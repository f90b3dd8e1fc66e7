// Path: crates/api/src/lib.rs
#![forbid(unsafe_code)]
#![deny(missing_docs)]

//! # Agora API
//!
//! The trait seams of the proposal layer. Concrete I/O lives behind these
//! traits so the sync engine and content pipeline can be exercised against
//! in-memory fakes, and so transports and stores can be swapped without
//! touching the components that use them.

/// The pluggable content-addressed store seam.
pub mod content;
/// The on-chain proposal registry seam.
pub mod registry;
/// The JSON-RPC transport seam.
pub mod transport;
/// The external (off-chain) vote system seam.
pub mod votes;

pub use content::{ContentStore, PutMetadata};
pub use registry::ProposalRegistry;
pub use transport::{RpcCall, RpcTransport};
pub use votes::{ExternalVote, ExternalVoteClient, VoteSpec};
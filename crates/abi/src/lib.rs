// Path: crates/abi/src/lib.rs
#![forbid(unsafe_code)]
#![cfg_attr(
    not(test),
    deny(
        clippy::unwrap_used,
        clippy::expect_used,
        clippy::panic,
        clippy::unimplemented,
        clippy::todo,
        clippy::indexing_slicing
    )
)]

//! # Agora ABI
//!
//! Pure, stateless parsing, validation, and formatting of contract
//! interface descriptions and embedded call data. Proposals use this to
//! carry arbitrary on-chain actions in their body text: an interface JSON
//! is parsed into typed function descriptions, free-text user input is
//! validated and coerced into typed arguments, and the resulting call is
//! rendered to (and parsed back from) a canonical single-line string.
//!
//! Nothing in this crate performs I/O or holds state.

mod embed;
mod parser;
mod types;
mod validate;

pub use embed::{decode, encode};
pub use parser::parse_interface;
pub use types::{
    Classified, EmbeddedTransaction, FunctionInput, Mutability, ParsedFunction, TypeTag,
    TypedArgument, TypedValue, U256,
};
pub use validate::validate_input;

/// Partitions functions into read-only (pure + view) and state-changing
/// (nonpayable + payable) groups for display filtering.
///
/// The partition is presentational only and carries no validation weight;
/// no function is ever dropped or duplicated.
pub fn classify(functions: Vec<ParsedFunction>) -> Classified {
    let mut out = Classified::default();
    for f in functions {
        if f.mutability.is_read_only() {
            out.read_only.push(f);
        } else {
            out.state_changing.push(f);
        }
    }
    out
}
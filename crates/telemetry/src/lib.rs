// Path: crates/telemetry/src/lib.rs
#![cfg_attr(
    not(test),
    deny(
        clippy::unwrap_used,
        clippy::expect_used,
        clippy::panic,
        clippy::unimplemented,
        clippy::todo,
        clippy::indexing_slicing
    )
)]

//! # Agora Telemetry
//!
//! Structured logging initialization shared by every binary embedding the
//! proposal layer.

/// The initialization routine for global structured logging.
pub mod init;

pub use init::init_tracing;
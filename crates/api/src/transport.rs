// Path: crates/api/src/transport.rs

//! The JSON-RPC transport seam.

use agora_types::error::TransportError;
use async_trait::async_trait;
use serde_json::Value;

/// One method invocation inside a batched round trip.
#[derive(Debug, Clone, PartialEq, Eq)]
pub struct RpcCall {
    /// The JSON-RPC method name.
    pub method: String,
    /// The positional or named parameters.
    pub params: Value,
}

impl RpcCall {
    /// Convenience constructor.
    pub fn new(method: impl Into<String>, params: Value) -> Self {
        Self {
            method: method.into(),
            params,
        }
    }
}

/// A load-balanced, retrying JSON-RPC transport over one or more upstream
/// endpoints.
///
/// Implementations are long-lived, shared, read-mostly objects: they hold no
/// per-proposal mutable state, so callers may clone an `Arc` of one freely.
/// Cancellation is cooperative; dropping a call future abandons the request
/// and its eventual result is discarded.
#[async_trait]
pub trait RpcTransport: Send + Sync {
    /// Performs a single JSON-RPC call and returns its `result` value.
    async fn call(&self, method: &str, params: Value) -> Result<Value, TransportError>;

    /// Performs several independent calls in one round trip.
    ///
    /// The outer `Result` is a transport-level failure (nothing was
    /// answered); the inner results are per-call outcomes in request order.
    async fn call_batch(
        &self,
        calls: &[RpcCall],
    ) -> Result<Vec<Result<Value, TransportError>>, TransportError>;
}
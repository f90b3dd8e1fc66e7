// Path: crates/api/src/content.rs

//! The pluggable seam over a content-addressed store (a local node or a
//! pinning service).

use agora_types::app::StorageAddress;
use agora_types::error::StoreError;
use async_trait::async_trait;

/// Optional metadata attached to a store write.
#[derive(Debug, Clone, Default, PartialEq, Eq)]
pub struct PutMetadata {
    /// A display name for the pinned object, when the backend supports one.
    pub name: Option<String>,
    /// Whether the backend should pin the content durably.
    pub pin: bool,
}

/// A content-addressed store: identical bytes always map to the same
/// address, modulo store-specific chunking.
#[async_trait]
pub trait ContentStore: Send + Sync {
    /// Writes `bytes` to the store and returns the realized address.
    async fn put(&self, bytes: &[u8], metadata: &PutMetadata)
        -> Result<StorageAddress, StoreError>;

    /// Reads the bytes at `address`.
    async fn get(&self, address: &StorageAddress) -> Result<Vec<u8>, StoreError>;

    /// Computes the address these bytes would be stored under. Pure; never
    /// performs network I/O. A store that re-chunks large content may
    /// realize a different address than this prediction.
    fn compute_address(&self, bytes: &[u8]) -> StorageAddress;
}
* * *
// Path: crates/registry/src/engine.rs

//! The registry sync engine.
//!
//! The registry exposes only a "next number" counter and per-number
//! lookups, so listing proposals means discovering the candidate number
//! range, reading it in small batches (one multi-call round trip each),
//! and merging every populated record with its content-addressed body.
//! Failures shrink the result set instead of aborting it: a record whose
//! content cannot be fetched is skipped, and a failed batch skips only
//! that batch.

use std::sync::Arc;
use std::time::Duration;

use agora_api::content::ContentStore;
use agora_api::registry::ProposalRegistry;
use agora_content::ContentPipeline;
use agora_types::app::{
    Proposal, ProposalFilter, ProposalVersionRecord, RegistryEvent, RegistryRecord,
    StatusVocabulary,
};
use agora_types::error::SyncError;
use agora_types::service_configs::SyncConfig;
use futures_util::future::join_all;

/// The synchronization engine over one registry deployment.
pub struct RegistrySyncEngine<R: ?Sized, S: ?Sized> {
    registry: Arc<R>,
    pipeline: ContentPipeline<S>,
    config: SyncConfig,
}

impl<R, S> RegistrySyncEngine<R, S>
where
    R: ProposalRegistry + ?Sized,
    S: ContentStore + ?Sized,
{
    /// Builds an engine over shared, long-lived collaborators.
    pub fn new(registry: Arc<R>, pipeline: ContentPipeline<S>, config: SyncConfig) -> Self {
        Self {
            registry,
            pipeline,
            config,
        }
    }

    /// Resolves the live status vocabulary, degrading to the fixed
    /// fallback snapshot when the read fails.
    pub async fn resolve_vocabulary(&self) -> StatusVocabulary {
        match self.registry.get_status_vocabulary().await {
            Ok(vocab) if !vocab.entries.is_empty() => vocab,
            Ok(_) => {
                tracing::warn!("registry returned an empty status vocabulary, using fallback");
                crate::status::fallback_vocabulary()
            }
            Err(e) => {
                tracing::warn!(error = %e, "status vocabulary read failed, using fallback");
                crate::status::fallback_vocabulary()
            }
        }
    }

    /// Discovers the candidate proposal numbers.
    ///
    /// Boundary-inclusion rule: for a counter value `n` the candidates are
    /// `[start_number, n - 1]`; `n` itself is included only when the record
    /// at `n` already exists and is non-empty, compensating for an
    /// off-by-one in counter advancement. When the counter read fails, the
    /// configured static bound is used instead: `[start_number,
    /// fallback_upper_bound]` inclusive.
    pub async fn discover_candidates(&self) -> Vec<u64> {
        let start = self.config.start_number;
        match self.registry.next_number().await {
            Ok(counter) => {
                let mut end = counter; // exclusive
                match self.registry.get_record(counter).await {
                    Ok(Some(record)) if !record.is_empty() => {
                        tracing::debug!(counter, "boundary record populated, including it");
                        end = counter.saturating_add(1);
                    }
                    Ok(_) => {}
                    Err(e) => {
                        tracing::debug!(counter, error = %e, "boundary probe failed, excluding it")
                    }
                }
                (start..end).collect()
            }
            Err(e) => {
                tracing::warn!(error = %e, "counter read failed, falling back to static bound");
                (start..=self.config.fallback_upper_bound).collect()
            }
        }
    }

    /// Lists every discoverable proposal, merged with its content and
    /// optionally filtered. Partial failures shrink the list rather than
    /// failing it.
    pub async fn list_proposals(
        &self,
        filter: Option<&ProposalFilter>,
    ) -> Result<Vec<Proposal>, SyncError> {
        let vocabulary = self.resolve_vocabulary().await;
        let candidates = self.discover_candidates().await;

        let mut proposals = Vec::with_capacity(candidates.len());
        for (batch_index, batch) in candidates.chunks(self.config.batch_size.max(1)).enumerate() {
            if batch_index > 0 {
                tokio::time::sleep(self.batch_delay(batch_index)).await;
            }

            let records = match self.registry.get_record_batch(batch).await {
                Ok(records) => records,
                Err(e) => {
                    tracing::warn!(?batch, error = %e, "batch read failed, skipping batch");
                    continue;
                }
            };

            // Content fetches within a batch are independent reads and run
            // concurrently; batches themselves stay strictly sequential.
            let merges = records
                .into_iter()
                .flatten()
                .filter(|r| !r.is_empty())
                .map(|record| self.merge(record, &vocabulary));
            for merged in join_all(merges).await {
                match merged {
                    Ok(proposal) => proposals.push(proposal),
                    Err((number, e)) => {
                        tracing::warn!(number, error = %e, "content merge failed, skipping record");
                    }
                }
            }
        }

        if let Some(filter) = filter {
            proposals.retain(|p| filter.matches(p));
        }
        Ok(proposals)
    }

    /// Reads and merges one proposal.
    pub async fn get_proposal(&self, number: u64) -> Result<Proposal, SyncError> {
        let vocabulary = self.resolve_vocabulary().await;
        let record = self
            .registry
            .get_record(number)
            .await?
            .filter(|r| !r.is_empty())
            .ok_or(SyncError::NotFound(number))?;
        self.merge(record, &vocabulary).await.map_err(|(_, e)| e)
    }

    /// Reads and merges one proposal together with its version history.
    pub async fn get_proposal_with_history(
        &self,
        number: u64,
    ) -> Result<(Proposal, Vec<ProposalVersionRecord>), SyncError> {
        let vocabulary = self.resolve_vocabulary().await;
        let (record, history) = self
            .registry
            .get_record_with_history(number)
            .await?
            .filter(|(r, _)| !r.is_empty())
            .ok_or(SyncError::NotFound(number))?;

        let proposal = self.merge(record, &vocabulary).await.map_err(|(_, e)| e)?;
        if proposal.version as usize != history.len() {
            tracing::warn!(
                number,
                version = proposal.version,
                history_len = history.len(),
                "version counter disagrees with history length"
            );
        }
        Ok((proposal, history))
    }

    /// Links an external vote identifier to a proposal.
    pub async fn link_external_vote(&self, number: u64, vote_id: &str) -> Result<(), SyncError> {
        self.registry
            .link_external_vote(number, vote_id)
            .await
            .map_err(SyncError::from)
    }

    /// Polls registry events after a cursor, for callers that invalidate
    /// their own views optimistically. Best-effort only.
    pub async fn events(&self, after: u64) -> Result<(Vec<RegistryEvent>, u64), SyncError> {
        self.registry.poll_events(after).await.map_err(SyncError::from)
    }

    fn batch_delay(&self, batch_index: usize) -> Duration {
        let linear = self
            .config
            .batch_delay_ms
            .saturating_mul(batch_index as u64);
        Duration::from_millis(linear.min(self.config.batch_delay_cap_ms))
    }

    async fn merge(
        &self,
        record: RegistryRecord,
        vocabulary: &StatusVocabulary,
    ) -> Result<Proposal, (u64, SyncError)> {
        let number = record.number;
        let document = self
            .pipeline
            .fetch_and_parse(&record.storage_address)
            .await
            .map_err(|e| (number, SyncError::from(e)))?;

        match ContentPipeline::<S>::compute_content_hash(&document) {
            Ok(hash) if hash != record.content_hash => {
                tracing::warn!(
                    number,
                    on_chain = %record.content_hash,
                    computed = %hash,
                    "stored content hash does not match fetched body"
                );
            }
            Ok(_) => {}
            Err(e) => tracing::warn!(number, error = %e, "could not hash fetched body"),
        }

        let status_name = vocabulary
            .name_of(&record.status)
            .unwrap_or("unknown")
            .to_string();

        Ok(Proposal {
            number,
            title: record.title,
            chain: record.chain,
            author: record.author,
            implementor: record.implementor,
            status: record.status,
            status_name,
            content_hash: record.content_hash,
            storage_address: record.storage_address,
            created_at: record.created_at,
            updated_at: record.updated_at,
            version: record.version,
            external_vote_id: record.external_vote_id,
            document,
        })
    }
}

EXERCISE REQUIREMENTS:
In the entries above, copy each line that contains the string "push".

OUTPUT FOR THIS EXERCISE:
            out.read_only.push(f);
            out.state_changing.push(f);
                    Ok(proposal) => proposals.push(proposal),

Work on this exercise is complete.